Former actress and Playboy model Kymberly Herrin has died. She was 65 years old.
According to an obituary published by the Santa Barbara News-Press, the “Ghostbusters” actress died “peacefully” on October 28 in Santa Barbara, California, where she had lived her entire life.
The cause of Herrin’s death has not been revealed.
Her cousin On October 28, Theresa Ramirez confirmed her death in a social media post.
Ramirez posted a photo of three women, including Herrin, on Facebook with the caption:
“They are all together now. Aunt Kymberly Herrin. I love you.”
Herrin was described as a “beautiful woman inside and out in her obituary.”
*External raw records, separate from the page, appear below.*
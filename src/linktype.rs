/// A savefile data-link type.
///
/// Records in a savefile start with whatever header this value announces. rawcap writes
/// network-layer datagrams without any link framing, so it uses [`Linktype::RAW`]. A full list
/// of linktypes is available [here](http://www.tcpdump.org/linktypes.html).
/// ```rust
/// use rawcap::Linktype;
///
/// assert_eq!(Linktype::RAW, Linktype(101));
/// ```
#[derive(Debug, PartialEq, Eq, Clone, Copy)]
pub struct Linktype(pub i32);

impl Linktype {
    /// Raw IP; each record begins with an IPv4 or IPv6 header.
    pub const RAW: Self = Self(101);
}
use std::{
    io, mem,
    net::Ipv4Addr,
    os::fd::{AsRawFd, FromRawFd, OwnedFd, RawFd},
    time::Duration,
};

/// An IPv4 raw socket that receives complete TCP datagrams, IP header included.
///
/// The descriptor is closed when the socket is dropped.
#[derive(Debug)]
pub struct RawSocket {
    fd: OwnedFd,
}

impl RawSocket {
    /// Opens a new raw socket. Requires root or `CAP_NET_RAW`.
    pub fn open() -> io::Result<RawSocket> {
        let fd = unsafe { libc::socket(libc::AF_INET, libc::SOCK_RAW, libc::IPPROTO_TCP) };
        if fd < 0 {
            return Err(io::Error::last_os_error());
        }
        Ok(RawSocket {
            fd: unsafe { OwnedFd::from_raw_fd(fd) },
        })
    }

    /// Binds the socket to a local address. `0.0.0.0` accepts datagrams for every local address.
    pub fn bind(&self, addr: Ipv4Addr) -> io::Result<()> {
        let mut sin: libc::sockaddr_in = unsafe { mem::zeroed() };
        sin.sin_family = libc::AF_INET as libc::sa_family_t;
        sin.sin_port = 0;
        sin.sin_addr.s_addr = u32::from(addr).to_be();

        let ret = unsafe {
            libc::bind(
                self.as_raw_fd(),
                &sin as *const libc::sockaddr_in as *const libc::sockaddr,
                mem::size_of::<libc::sockaddr_in>() as libc::socklen_t,
            )
        };
        if ret != 0 {
            return Err(io::Error::last_os_error());
        }
        Ok(())
    }

    /// Bounds how long [`RawSocket::recv`] blocks. Expiry surfaces as `WouldBlock`.
    pub fn set_read_timeout(&self, timeout: Duration) -> io::Result<()> {
        let tv = libc::timeval {
            tv_sec: timeout.as_secs() as libc::time_t,
            tv_usec: timeout.subsec_micros() as libc::suseconds_t,
        };
        let ret = unsafe {
            libc::setsockopt(
                self.as_raw_fd(),
                libc::SOL_SOCKET,
                libc::SO_RCVTIMEO,
                &tv as *const libc::timeval as *const libc::c_void,
                mem::size_of::<libc::timeval>() as libc::socklen_t,
            )
        };
        if ret != 0 {
            return Err(io::Error::last_os_error());
        }
        Ok(())
    }

    /// Blocks until a datagram arrives and copies it into `buf`.
    pub fn recv(&self, buf: &mut [u8]) -> io::Result<usize> {
        let n = unsafe {
            libc::recv(
                self.as_raw_fd(),
                buf.as_mut_ptr() as *mut libc::c_void,
                buf.len(),
                0,
            )
        };
        if n < 0 {
            return Err(io::Error::last_os_error());
        }
        Ok(n as usize)
    }

    /// Wakes up any thread blocked in [`RawSocket::recv`].
    pub fn shutdown(&self) -> io::Result<()> {
        let ret = unsafe { libc::shutdown(self.as_raw_fd(), libc::SHUT_RDWR) };
        // Unconnected sockets report ENOTCONN but readers are still woken.
        if ret != 0 {
            let err = io::Error::last_os_error();
            if err.raw_os_error() != Some(libc::ENOTCONN) {
                return Err(err);
            }
        }
        Ok(())
    }

    /// Turns receive-all mode on or off for the interface `iface`.
    ///
    /// Returns `false` if the interface was already in the requested mode.
    ///
    /// The flag is interface-wide. It does not widen what this socket receives: IP input drops
    /// datagrams for other hosts before raw delivery.
    #[cfg(target_os = "linux")]
    pub fn set_promiscuous(&self, iface: &str, enable: bool) -> io::Result<bool> {
        let mut req: libc::ifreq = unsafe { mem::zeroed() };
        if iface.len() >= libc::IFNAMSIZ {
            return Err(io::Error::new(
                io::ErrorKind::InvalidInput,
                "interface name too long",
            ));
        }
        for (dst, src) in req.ifr_name.iter_mut().zip(iface.as_bytes()) {
            *dst = *src as libc::c_char;
        }

        let ret = unsafe {
            libc::ioctl(
                self.as_raw_fd(),
                libc::SIOCGIFFLAGS as _,
                &mut req as *mut libc::ifreq,
            )
        };
        if ret < 0 {
            return Err(io::Error::last_os_error());
        }
        let flags = unsafe { req.ifr_ifru.ifru_flags };
        let promisc = libc::IFF_PROMISC as libc::c_short;
        let wanted = if enable {
            flags | promisc
        } else {
            flags & !promisc
        };
        if wanted == flags {
            return Ok(false);
        }

        req.ifr_ifru.ifru_flags = wanted;
        let ret = unsafe {
            libc::ioctl(
                self.as_raw_fd(),
                libc::SIOCSIFFLAGS as _,
                &mut req as *mut libc::ifreq,
            )
        };
        if ret < 0 {
            return Err(io::Error::last_os_error());
        }
        Ok(true)
    }

    #[cfg(not(target_os = "linux"))]
    pub fn set_promiscuous(&self, _iface: &str, _enable: bool) -> io::Result<bool> {
        Err(io::Error::new(
            io::ErrorKind::Unsupported,
            "promiscuous mode is only supported on Linux",
        ))
    }
}

impl AsRawFd for RawSocket {
    fn as_raw_fd(&self) -> RawFd {
        self.fd.as_raw_fd()
    }
}
use std::{
    io::{self, Write},
    net::Ipv4Addr,
    path::{Path, PathBuf},
    process,
    sync::{
        mpsc::{self, RecvTimeoutError},
        Arc,
    },
    time::Duration,
};

use clap::Parser;
use log::debug;
use rawcap::{Capture, CaptureSession, Config, Error};

const DEFAULT_OUTPUT: &str = "capture.pcap";

#[derive(Parser)]
#[command(name = "rawcap")]
#[command(version)]
#[command(about = "Capture TCP over IPv4 into a pcap file")]
struct Args {
    /// Output file; prompted for when omitted
    output: Option<PathBuf>,

    /// Local IPv4 address to bind the raw socket to
    #[arg(long)]
    bind: Option<Ipv4Addr>,

    /// Do not try to put the interface in promiscuous mode
    #[arg(long)]
    no_promisc: bool,

    /// Receive timeout in milliseconds
    #[arg(long, default_value_t = 500)]
    timeout: u64,
}

impl Args {
    fn config(&self) -> Config {
        let config = Config::new().promisc(!self.no_promisc).timeout(self.timeout);
        match self.bind {
            Some(addr) => config.bind_addr(addr),
            None => config,
        }
    }
}

fn main() {
    env_logger::Builder::from_env(env_logger::Env::default().default_filter_or("info"))
        .format_target(false)
        .init();

    println!("rawcap - TCP packet capture");
    println!("===========================\n");

    let args = Args::parse();

    let output = match args.output.clone() {
        Some(path) => path,
        None => prompt_output().unwrap_or_else(|e| {
            eprintln!("Error: could not read output path: {e}");
            process::exit(1);
        }),
    };
    println!("Output file: {}", output.display());

    if let Err(e) = run(&args, &output) {
        eprintln!("\nError: {e}");
        if matches!(e, Error::CaptureInit(_)) || e.is_permission_denied() {
            eprintln!("\nNote: raw socket access requires root privileges (or CAP_NET_RAW).");
        }
        process::exit(1);
    }
}

fn run(args: &Args, output: &Path) -> Result<(), Error> {
    let session = Arc::new(CaptureSession::create(output)?);
    let mut cap = Capture::new(args.config(), session.clone());

    let (stop_tx, stop_rx) = mpsc::channel();
    ctrlc::set_handler(move || {
        let _ = stop_tx.send(());
    })
    .map_err(|e| Error::Io(io::Error::new(io::ErrorKind::Other, e.to_string())))?;

    println!("\nStarting packet capture...");
    cap.start()?;
    println!("Capture started. Press Ctrl+C to stop.\n");

    loop {
        match stop_rx.recv_timeout(Duration::from_secs(1)) {
            Ok(()) | Err(RecvTimeoutError::Disconnected) => {
                println!("\n\nStopping capture...");
                break;
            }
            Err(RecvTimeoutError::Timeout) => {}
        }
        if !cap.is_capturing() {
            debug!("receive loop ended on its own");
            break;
        }

        let count = session.packet_count();
        if count > 0 {
            print!("\rPackets captured: {count}");
            let _ = io::stdout().flush();
        }
    }

    let stopped = cap.stop();
    let finished = session.finish();
    stopped?;
    let total = finished?;

    println!("\nCapture stopped. Total packets captured: {total}");
    println!("Pcap file saved to {}", output.display());
    Ok(())
}

fn prompt_output() -> io::Result<PathBuf> {
    print!("Enter output file path (default: {DEFAULT_OUTPUT}): ");
    io::stdout().flush()?;

    let mut line = String::new();
    io::stdin().read_line(&mut line)?;
    Ok(output_or_default(&line))
}

fn output_or_default(input: &str) -> PathBuf {
    match input.trim() {
        "" => PathBuf::from(DEFAULT_OUTPUT),
        path => PathBuf::from(path),
    }
}
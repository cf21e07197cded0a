use std::{
    fs::File,
    io::{BufWriter, Write},
    path::Path,
};

use chrono::{DateTime, Utc};
use log::{debug, trace};

use crate::{
    linktype::Linktype,
    packet::{CapturedPacket, PacketHeader},
    Error, MAX_DATAGRAM_LEN,
};

/// Magic number of a microsecond-resolution savefile.
pub const PCAP_MAGIC: u32 = 0xA1B2_C3D4;
pub const PCAP_VERSION_MAJOR: u16 = 2;
pub const PCAP_VERSION_MINOR: u16 = 4;

/// The 24-byte global header at the start of every savefile.
#[derive(Debug, Clone, Copy, PartialEq, Eq)]
pub struct FileHeader {
    pub magic: u32,
    pub version_major: u16,
    pub version_minor: u16,
    /// GMT to local correction, always 0
    pub thiszone: i32,
    /// Timestamp accuracy, always 0
    pub sigfigs: u32,
    /// Largest payload a record may hold
    pub snaplen: u32,
    pub linktype: Linktype,
}

impl FileHeader {
    /// Encoded size of the file header.
    pub const LEN: usize = 24;

    /// Header for raw IPv4 records with the given snapshot length.
    pub fn new(snaplen: u32) -> FileHeader {
        FileHeader {
            magic: PCAP_MAGIC,
            version_major: PCAP_VERSION_MAJOR,
            version_minor: PCAP_VERSION_MINOR,
            thiszone: 0,
            sigfigs: 0,
            snaplen,
            linktype: Linktype::RAW,
        }
    }

    /// Little-endian wire layout.
    pub fn to_bytes(&self) -> [u8; FileHeader::LEN] {
        let mut buf = [0u8; FileHeader::LEN];
        buf[0..4].copy_from_slice(&self.magic.to_le_bytes());
        buf[4..6].copy_from_slice(&self.version_major.to_le_bytes());
        buf[6..8].copy_from_slice(&self.version_minor.to_le_bytes());
        buf[8..12].copy_from_slice(&self.thiszone.to_le_bytes());
        buf[12..16].copy_from_slice(&self.sigfigs.to_le_bytes());
        buf[16..20].copy_from_slice(&self.snaplen.to_le_bytes());
        buf[20..24].copy_from_slice(&(self.linktype.0 as u32).to_le_bytes());
        buf
    }
}

impl Default for FileHeader {
    fn default() -> FileHeader {
        FileHeader::new(MAX_DATAGRAM_LEN as u32)
    }
}

/// Abstraction for writing pcap savefiles.
///
/// The file header is written when the `Savefile` is constructed and never again. Each packet is
/// written as a [`PacketHeader`] immediately followed by its bytes, in the order the packets are
/// handed in.
///
/// A `Savefile` takes ownership of its sink. To keep ownership of a sink, pass a mutable
/// reference instead: dropping the `Savefile` then flushes the sink but leaves it open.
pub struct Savefile<W: Write> {
    writer: W,
    header: FileHeader,
    header_written: bool,
    packets: u64,
}

impl Savefile<BufWriter<File>> {
    /// Creates (or truncates) the file at `path` and writes the file header to it.
    pub fn create<P: AsRef<Path>>(path: P) -> Result<Self, Error> {
        let file = File::create(path.as_ref())?;
        debug!("created savefile {}", path.as_ref().display());
        Savefile::new(BufWriter::new(file))
    }
}

impl<W: Write> Savefile<W> {
    /// Binds a savefile to `writer` with the default raw IPv4 header.
    pub fn new(writer: W) -> Result<Self, Error> {
        Savefile::with_header(writer, FileHeader::default())
    }

    /// Binds a savefile to `writer` and writes `header`.
    pub fn with_header(writer: W, header: FileHeader) -> Result<Self, Error> {
        let mut savefile = Savefile {
            writer,
            header,
            header_written: false,
            packets: 0,
        };
        savefile.write_header()?;
        Ok(savefile)
    }

    fn write_header(&mut self) -> Result<(), Error> {
        if self.header_written {
            return Ok(());
        }
        self.writer.write_all(&self.header.to_bytes())?;
        self.header_written = true;
        Ok(())
    }

    /// Write a packet to the savefile.
    ///
    /// Returns the number of bytes written. An empty packet is skipped and writes nothing.
    pub fn write_packet(&mut self, packet: &CapturedPacket) -> Result<usize, Error> {
        if packet.is_empty() {
            return Ok(0);
        }
        if packet.len() > self.header.snaplen as usize {
            return Err(Error::PayloadTooLarge(packet.len()));
        }
        let header = PacketHeader::for_packet(packet)?;

        self.write_header()?;
        self.writer.write_all(&header.to_bytes())?;
        self.writer.write_all(packet.data())?;
        self.packets += 1;
        trace!("recorded {:?}", header);

        Ok(PacketHeader::LEN + packet.len())
    }

    /// Writes `data` stamped with `timestamp`. See [`Savefile::write_packet`].
    pub fn write(&mut self, data: &[u8], timestamp: DateTime<Utc>) -> Result<usize, Error> {
        self.write_packet(&CapturedPacket::new(data, timestamp))
    }

    /// Flushes all the packets that haven't been written to the sink
    pub fn flush(&mut self) -> Result<(), Error> {
        self.writer.flush()?;
        Ok(())
    }

    /// Flushes and releases the sink.
    pub fn close(mut self) -> Result<(), Error> {
        self.flush()
    }

    /// The header written at the start of the file
    pub fn header(&self) -> &FileHeader {
        &self.header
    }

    /// Number of packet records written so far
    pub fn packets_written(&self) -> u64 {
        self.packets
    }
}

impl<W: Write> Drop for Savefile<W> {
    fn drop(&mut self) {
        if let Err(e) = self.writer.flush() {
            debug!("flush on drop failed: {}", e);
        }
    }
}
/***
* These tests open a real raw socket, so they need root (or CAP_NET_RAW) and only run on Linux.
*
* To build and run them, run:
*

 cargo test --no-run --test lib |& \
           sed -e 's/[()]//g' | \
           awk '/Executable/ {print $3" --include-ignored live"}' | \
           xargs sudo

*/
#[cfg(target_os = "linux")]
mod tests {
    use std::{
        io::{Read, Write},
        net::{Ipv4Addr, TcpListener, TcpStream},
        sync::Arc,
        thread,
        time::Duration,
    };

    use tempfile::TempDir;

    use rawcap::{Capture, CaptureSession, CapturedPacket, Config, Error};

    use crate::read_savefile;

    #[test]
    #[ignore]
    fn live_loopback_tcp() {
        let dir = TempDir::new().unwrap();
        let path = dir.path().join("live.pcap");

        let session = Arc::new(CaptureSession::create(&path).unwrap());
        let config = Config::new()
            .bind_addr(Ipv4Addr::LOCALHOST)
            .promisc(false)
            .timeout(100);
        let mut cap = Capture::new(config, session.clone());
        cap.start().unwrap();

        let listener = TcpListener::bind("127.0.0.1:0").unwrap();
        let addr = listener.local_addr().unwrap();
        let server = thread::spawn(move || {
            let (mut conn, _) = listener.accept().unwrap();
            let mut buf = [0u8; 4];
            conn.read_exact(&mut buf).unwrap();
        });
        let mut client = TcpStream::connect(addr).unwrap();
        client.write_all(b"ping").unwrap();
        server.join().unwrap();

        thread::sleep(Duration::from_millis(200));
        cap.stop().unwrap();
        let total = session.finish().unwrap();
        drop(cap);
        drop(session);

        let (_, records) = read_savefile(&path);
        assert!(total > 0);
        assert_eq!(records.len() as u64, total);
        for record in records {
            assert_eq!(record.header.caplen, record.header.len);
            assert_eq!(record.data[9], 6);
        }
    }

    #[test]
    #[ignore]
    fn live_start_stop_twice() {
        let handler = Arc::new(|_: CapturedPacket| -> Result<(), Error> { Ok(()) });
        let mut cap = Capture::new(Config::new().promisc(false), handler);
        cap.start().unwrap();
        cap.start().unwrap();
        cap.stop().unwrap();
        cap.stop().unwrap();
    }
}
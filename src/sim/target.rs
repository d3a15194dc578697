//! Word targets
//!
//! A target is a disk drifting across the field, labeled with the word the
//! player must type to clear it.

use glam::Vec2;
use serde::{Deserialize, Serialize};

/// One live on-screen word
#[derive(Debug, Clone, PartialEq, Serialize, Deserialize)]
pub struct Target {
    pub id: u32,
    /// Word to type (fixed for the target's lifetime)
    pub word: String,
    pub pos: Vec2,
    /// Velocity in world units per tick
    pub vel: Vec2,
    pub radius: f32,
    /// Characters of the current guess that agree with `word` at the same index
    pub typed_so_far: String,
    /// Cleared by a hit or miss; dead targets are compacted out at the end of a pass
    pub alive: bool,
}

impl Target {
    pub fn new(id: u32, word: impl Into<String>, pos: Vec2, vel: Vec2, radius: f32) -> Self {
        Self {
            id,
            word: word.into(),
            pos,
            vel,
            radius,
            typed_so_far: String::new(),
            alive: true,
        }
    }

    /// Advance one tick and bounce off the side and top edges of a `bounds` field.
    ///
    /// Crossing an edge clamps the disk back inside the margin and points the
    /// velocity away from that edge, so a crossing flips the sign exactly once.
    ///
    /// Vertical motion is asymmetric: the top edge bounces, but
    /// the bottom edge is the miss line. A falling target keeps going past
    /// `bounds.y - radius` until [`Target::has_fallen_past`] reports it and
    /// the session removes it as a miss. Targets only fall when
    /// `Tuning::target_fall_speed` is non-zero.
    pub fn update(&mut self, bounds: Vec2) {
        self.pos += self.vel;

        let r = self.radius;
        if self.pos.x <= r {
            self.pos.x = r;
            self.vel.x = self.vel.x.abs();
        } else if self.pos.x >= bounds.x - r {
            self.pos.x = bounds.x - r;
            self.vel.x = -self.vel.x.abs();
        }

        if self.pos.y <= r && self.vel.y < 0.0 {
            self.pos.y = r;
            self.vel.y = -self.vel.y;
        }
    }

    /// Rebuild `typed_so_far` from the current guess.
    ///
    /// Every index where guess and word agree contributes its character, even
    /// after an earlier mismatch: "pxg" against "pygame" shows "pg".
    pub fn recompute_typed_prefix(&mut self, guess: &str) {
        self.typed_so_far.clear();
        self.typed_so_far.extend(
            self.word
                .chars()
                .zip(guess.chars())
                .filter(|(w, g)| w == g)
                .map(|(w, _)| w),
        );
    }

    /// Exact, case-insensitive match against the whole word
    pub fn matches(&self, guess: &str) -> bool {
        !guess.is_empty() && self.word.eq_ignore_ascii_case(guess)
    }

    /// True once the whole disk has dropped below `floor`
    pub fn has_fallen_past(&self, floor: f32) -> bool {
        self.pos.y > floor + self.radius
    }
}
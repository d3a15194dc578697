//! Game balance values
//!
//! Defaults come from [`crate::consts`]. The binary always plays with the
//! defaults; custom values exist so tests and embedders can build smaller or
//! faster sessions.

use serde::{Deserialize, Serialize};

use crate::consts::*;
use crate::error::TuningError;

/// Balance values for one session
#[derive(Debug, Clone, PartialEq, Serialize, Deserialize)]
#[serde(default)]
pub struct Tuning {
    pub width: f32,
    pub height: f32,
    pub target_radius: f32,
    /// Horizontal speed magnitude at spawn (world units per tick)
    pub target_speed: f32,
    /// Downward speed at spawn; zero keeps targets hovering
    pub target_fall_speed: f32,
    pub tick_rate: u32,
    pub spawn_interval_ticks: u32,
    pub initial_time_secs: u32,
    pub time_per_hit_secs: u32,
    pub time_penalty_secs: u32,
    pub points_per_char: u64,
    pub hit_burst_particles: usize,
    pub miss_burst_particles: usize,
    /// Inclusive lifetime range for hit-burst particles (ticks)
    pub hit_particle_life: (u32, u32),
    pub miss_particle_life: (u32, u32),
    /// Max per-tick particle drift on each axis
    pub particle_jitter: u32,
    pub game_over_hold_ms: u64,
    pub words: Vec<String>,
}

impl Default for Tuning {
    fn default() -> Self {
        Self {
            width: WIDTH,
            height: HEIGHT,
            target_radius: TARGET_RADIUS,
            target_speed: TARGET_SPEED,
            target_fall_speed: TARGET_FALL_SPEED,
            tick_rate: TICK_RATE,
            spawn_interval_ticks: SPAWN_INTERVAL_TICKS,
            initial_time_secs: INITIAL_TIME_SECS,
            time_per_hit_secs: TIME_PER_HIT_SECS,
            time_penalty_secs: TIME_PENALTY_SECS,
            points_per_char: POINTS_PER_CHAR,
            hit_burst_particles: HIT_BURST_PARTICLES,
            miss_burst_particles: MISS_BURST_PARTICLES,
            hit_particle_life: HIT_PARTICLE_LIFE,
            miss_particle_life: MISS_PARTICLE_LIFE,
            particle_jitter: PARTICLE_JITTER,
            game_over_hold_ms: GAME_OVER_HOLD_MS,
            words: WORD_POOL.iter().map(|w| w.to_string()).collect(),
        }
    }
}

impl Tuning {
    /// Parse and validate tuning from JSON. Missing fields take defaults.
    pub fn from_json(json: &str) -> Result<Self, TuningError> {
        let tuning: Tuning =
            serde_json::from_str(json).map_err(|e| TuningError::Json(e.to_string()))?;
        tuning.validate()?;
        Ok(tuning)
    }

    /// Reject values the simulation cannot run with
    pub fn validate(&self) -> Result<(), TuningError> {
        if self.words.is_empty() {
            return Err(TuningError::EmptyWordPool);
        }
        for (index, word) in self.words.iter().enumerate() {
            if word.is_empty() {
                return Err(TuningError::EmptyWord { index });
            }
            // The guess buffer only ever holds lowercase alphanumerics
            if !word
                .chars()
                .all(|c| c.is_ascii_lowercase() || c.is_ascii_digit())
            {
                return Err(TuningError::UntypeableWord { word: word.clone() });
            }
        }
        check_positive("width", self.width)?;
        check_positive("height", self.height)?;
        check_positive("target_radius", self.target_radius)?;
        check_non_negative("target_speed", self.target_speed)?;
        check_non_negative("target_fall_speed", self.target_fall_speed)?;
        if self.tick_rate == 0 {
            return Err(TuningError::ZeroTickRate);
        }
        if self.spawn_interval_ticks == 0 {
            return Err(TuningError::ZeroSpawnInterval);
        }
        let diameter = self.target_radius * 2.0;
        if self.width <= diameter || self.height <= diameter {
            return Err(TuningError::FieldTooSmall {
                width: self.width,
                height: self.height,
                radius: self.target_radius,
            });
        }
        Ok(())
    }

    /// Starting countdown in ticks
    pub fn initial_timer_ticks(&self) -> i64 {
        self.secs_to_ticks(self.initial_time_secs)
    }

    /// Ticks added per cleared target
    pub fn hit_bonus_ticks(&self) -> i64 {
        self.secs_to_ticks(self.time_per_hit_secs)
    }

    /// Ticks removed per missed target
    pub fn miss_penalty_ticks(&self) -> i64 {
        self.secs_to_ticks(self.time_penalty_secs)
    }

    fn secs_to_ticks(&self, secs: u32) -> i64 {
        i64::from(secs) * i64::from(self.tick_rate)
    }
}

fn check_positive(field: &'static str, value: f32) -> Result<(), TuningError> {
    if value.is_finite() && value > 0.0 {
        Ok(())
    } else {
        Err(TuningError::InvalidValue {
            field,
            requirement: "positive",
            value,
        })
    }
}

fn check_non_negative(field: &'static str, value: f32) -> Result<(), TuningError> {
    if value.is_finite() && value >= 0.0 {
        Ok(())
    } else {
        Err(TuningError::InvalidValue {
            field,
            requirement: "non-negative",
            value,
        })
    }
}
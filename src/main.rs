//! Typeshot entry point
//!
//! Sets up logging, takes over the terminal and runs one session.

use std::fs::File;
use std::time::{SystemTime, UNIX_EPOCH};

use typeshot::platform::TerminalFrontend;
use typeshot::{Game, GameError, Tuning};

const WINDOW_TITLE: &str = "Target Shooting Typing Game";

/// The terminal owns stdout/stderr while playing, so logs go to the file in
/// `TYPESHOT_LOG` when set
fn init_logging() {
    let mut builder =
        env_logger::Builder::from_env(env_logger::Env::default().default_filter_or("info"));
    match std::env::var("TYPESHOT_LOG").ok().map(File::create) {
        Some(Ok(file)) => {
            builder.target(env_logger::Target::Pipe(Box::new(file)));
        }
        Some(Err(e)) => {
            eprintln!("typeshot: cannot open log file: {e}");
            builder.filter_level(log::LevelFilter::Error);
        }
        None => {
            builder.filter_level(log::LevelFilter::Error);
            // RUST_LOG still wins when set explicitly
            builder.parse_env("RUST_LOG");
        }
    }
    builder.init();
}

fn pick_seed() -> u64 {
    std::env::var("TYPESHOT_SEED")
        .ok()
        .and_then(|s| s.parse().ok())
        .unwrap_or_else(|| {
            SystemTime::now()
                .duration_since(UNIX_EPOCH)
                .map(|d| d.as_nanos() as u64)
                .unwrap_or(0)
        })
}

fn main() -> Result<(), GameError> {
    init_logging();

    let tuning = Tuning::default();
    let seed = pick_seed();
    log::info!("Typeshot starting (seed {seed})");

    let game = Game::new(tuning.clone(), seed)?;
    let summary = {
        let mut frontend =
            TerminalFrontend::new(glam::Vec2::new(tuning.width, tuning.height), WINDOW_TITLE)?;
        game.run(&mut frontend)?
        // Frontend drops here and restores the terminal before we print
    };

    println!("{}", serde_json::to_string_pretty(&summary)?);
    Ok(())
}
In 1975, she graduated from Santa Barbara High School. She appeared on the covers of a dozen local and international magazines as a model, including the March 1981 issue of Playboy, where she was named Playmate of the Month. She also appeared in a series of Fit magazine fitness and swimwear advertisements.
She appeared in several popular films, including “Ghostbusters,” in which she co-starred with Bill Murray, Dan Aykroyd, Ernie Hudson, Harold Ramis, and Sigourney Weaver. According to Entertainment Weekly, she played Dream Ghost, a seductive apparition encountered by Aykroyd’s character Ray Stantz during a raunchy scene.
During an interview with Polygon in November 2021, Aykroyd, 70, mentioned briefly working with Herrin on “Ghostbusters.” He recalled an intimate scene in the film between their characters.
Aykroyd said at the time:
“Yes, I remember the woman who played that. Her name was Kym Herrin, and she was a Playboy Playmate. She played the ghost. Like, I wish they’d let that scene go a little longer.”
Herrin also appeared as a Playboy Playmate in 1984’s “Romancing the Stone,” 1989’s “Road House,” and 1987’s “Beverly Hills Cop II,” according to EW.
She enjoyed traveling and sailing when she was still alive. For several years, she lived aboard and sailed on a 75-foot yacht along the California coast, through the Panama Canal, in the Sea of Cortez, in Baja, and into the Caribbean.
Herrin’s family asked that donations be made in her memory to the American Cancer Society “to further the research of the prevention and treatment of breast cancer.”
Her mother, Billie Dodson, brother Mark Herrin, nieces Theresa and Stephanie Ross, and nephews Brandon Herrin and Trevor Triegor survive her.